**Given records**
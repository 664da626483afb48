// Copyright (C) 2026 Fred Clausen
// Use of this source code is governed by an MIT-style
// license that can be found in the LICENSE file or at
// https://opensource.org/licenses/MIT.

#![deny(
    clippy::pedantic,
    clippy::cargo,
    clippy::nursery,
    clippy::style,
    clippy::correctness,
    clippy::all,
    clippy::suspicious,
    clippy::complexity,
    clippy::perf,
    clippy::unwrap_used,
    clippy::expect_used
)]

mod calculator;
mod calendar;
mod clock;
mod error;
mod normalize;
mod pay_day;

#[cfg(test)]
mod tests;

pub use calculator::{PayDayResult, compute_next, compute_remaining};
pub use calendar::{DATE_FORMAT, calendar_date, last_day_of_month, midnight, start_of_day};
pub use clock::{Clock, FixedClock, SystemClock};
pub use error::DomainError;
pub use normalize::normalize_pay_date;
pub use pay_day::PayDay;
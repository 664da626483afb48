// Copyright (C) 2026 Fred Clausen
// Use of this source code is governed by an MIT-style
// license that can be found in the LICENSE file or at
// https://opensource.org/licenses/MIT.

use crate::PayDay;
use chrono::{DateTime, NaiveDate, Utc};

pub fn ymd(year: i32, month: u32, day: u32) -> NaiveDate {
    NaiveDate::from_ymd_opt(year, month, day).unwrap()
}

pub fn at(year: i32, month: u32, day: u32, hour: u32, minute: u32) -> DateTime<Utc> {
    ymd(year, month, day)
        .and_hms_opt(hour, minute, 0)
        .unwrap()
        .and_utc()
}

pub fn pay_day(value: i64) -> PayDay {
    PayDay::new(value).unwrap()
}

**What the exercise asks**
Transcribe all of the data so that each line matches the source exactly.

**Task solution**
repository 664da626483afb48
// Copyright (C) 2026 Fred Clausen
// Use of this source code is governed by an MIT-style
// license that can be found in the LICENSE file or at
// https://opensource.org/licenses/MIT.

#![deny(
    clippy::pedantic,
    clippy::cargo,
    clippy::nursery,
    clippy::style,
    clippy::correctness,
    clippy::all,
    clippy::suspicious,
    clippy::complexity,
    clippy::perf,
    clippy::unwrap_used,
    clippy::expect_used
)]

mod calculator;
mod calendar;
mod clock;
mod error;
mod normalize;
mod pay_day;

#[cfg(test)]
mod tests;

pub use calculator::{PayDayResult, compute_next, compute_remaining};
pub use calendar::{DATE_FORMAT, calendar_date, last_day_of_month, midnight, start_of_day};
pub use clock::{Clock, FixedClock, SystemClock};
pub use error::DomainError;
pub use normalize::normalize_pay_date;
pub use pay_day::PayDay;
repository 664da626483afb48
// Copyright (C) 2026 Fred Clausen
// Use of this source code is governed by an MIT-style
// license that can be found in the LICENSE file or at
// https://opensource.org/licenses/MIT.

use crate::PayDay;
use chrono::{DateTime, NaiveDate, Utc};

pub fn ymd(year: i32, month: u32, day: u32) -> NaiveDate {
    NaiveDate::from_ymd_opt(year, month, day).unwrap()
}

pub fn at(year: i32, month: u32, day: u32, hour: u32, minute: u32) -> DateTime<Utc> {
    ymd(year, month, day)
        .and_hms_opt(hour, minute, 0)
        .unwrap()
        .and_utc()
}

pub fn pay_day(value: i64) -> PayDay {
    PayDay::new(value).unwrap()
}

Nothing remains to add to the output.